Division of Thoracic Oncology, National Cancer Center Hospital East, Kashiwa, Chiba, Japan
Shingo Matsumoto , Kiyotaka Yoh , Takashi Seto , Takuma Yokoyama , Haruyasu Murakami , Eiji Iwama , Shunichi Sugawara , Yuichiro Ohe , Koji Takeda , Makoto Nishio , Miyako Satouchi , Masato Shingyoji , Daijiro Harada , Takako Okuyama , Norio Okamoto , Takashi Kohno , Koji Tsuta , Genichiro Ishii , Katsuya Tsuchihara , Koichi Goto
Background: Various driver gene alterations have emerged as critical targets for molecular therapies in non-small cell lung cancer (NSCLC), but these alterations other than EGFR mutations occur in rare populations.

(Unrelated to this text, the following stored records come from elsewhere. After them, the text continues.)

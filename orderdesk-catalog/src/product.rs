use chrono::{DateTime, Utc};
use rust_decimal::Decimal;
use serde::{Deserialize, Serialize};
use uuid::Uuid;

/// A sellable catalog entry.
///
/// The catalog owns products; order creation only ever reads a snapshot of
/// one and writes back a new `available_quantity`.
#[derive(Debug, Clone, PartialEq, Serialize, Deserialize)]
pub struct Product {
    pub id: Uuid,
    pub name: String,
    pub price: Decimal,
    pub available_quantity: u32,
    pub updated_at: DateTime<Utc>,
}

impl Product {
    pub fn new(name: impl Into<String>, price: Decimal, available_quantity: u32) -> Self {
        Self {
            id: Uuid::new_v4(),
            name: name.into(),
            price,
            available_quantity,
            updated_at: Utc::now(),
        }
    }
}

/// Conditional stock write: applies only while the stored quantity still
/// equals `expected_quantity`.
#[derive(Debug, Clone, Copy, PartialEq, Eq, Serialize, Deserialize)]
pub struct QuantityUpdate {
    pub product_id: Uuid,
    pub expected_quantity: u32,
    pub new_quantity: u32,
}

impl QuantityUpdate {
    pub fn decrement(&self) -> u32 {
        self.expected_quantity - self.new_quantity
    }
}

#[cfg(test)]
mod tests {
    use super::*;
    use rust_decimal_macros::dec;

    #[test]
    fn test_new_product_gets_fresh_id() {
        let a = Product::new("Keyboard", dec!(49.90), 3);
        let b = Product::new("Keyboard", dec!(49.90), 3);
        assert_ne!(a.id, b.id);
        assert_eq!(a.available_quantity, 3);
    }

    #[test]
    fn test_quantity_update_decrement() {
        let update = QuantityUpdate {
            product_id: Uuid::new_v4(),
            expected_quantity: 5,
            new_quantity: 2,
        };
        assert_eq!(update.decrement(), 3);
    }
}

A nationwide genomic screening network in Japan (LC-SCRUM-Japan) was established in February 2013 for the development of novel targeted therapies against advanced NSCLCs harboring these rare alterations. Methods: Advanced non-squamous NSCLCs without EGFR mutations were eligible for inclusion in LC-SCRUM-Japan. The tumors were analyzed for ALK/RET/ROS1 fusions using RT-PCR, and detected fusions were confirmed by FISH. Between November 2013 and March 2014, fusion-negative tumors were further examined for other driver gene mutations using a next-generation sequencing (NGS) system (Ion PGM with Ion Torrent AmpliSeq Cancer Hotspot Panel, version 2), enabling the simultaneous analysis of 50 cancer-related genes. Results: As of December 26, 2014, a total of 188 institutions across Japan were participating and 1347 patients had been enrolled in LC-SCRUM-Japan. Among 1271 available samples, ALK/RET/ROS1 fusions were detected in 24 (2%)/31 (3%)/55 (4%) cases, respectively. The NGS analysis was performed in 201 cases without the fusions, and 82 cases (41%) had driver mutations, including 45 KRAS mutations (22%), 10 BRAF mutations (5%), 9 ERBB2 mutations (4%), 2 PIK3CA mutations (1%), and 1 NRAS mutation (0.5%). MET and ERBB2 amplifications were also detected by the NGS in 4 (2%) and 2 (1%) cases, respectively. Among a total of 198 cases harboring targetable gene alterations, 16 with RET fusions, 26 with ROS1 fusions, and 2 with BRAF mutations were enrolled in clinical trials for vandetanib (LURET study, Japan), crizotinib (OO12-01, East Asia), and dabrafenib (BRF113928), respectively. Conclusions: This nationwide and population enrichment screening system enabled various rare driver gene alterations to be efficiently detected in advanced NSCLC, thereby contributing to the rapid accrual of matched patients in clinical trials for targeted therapies.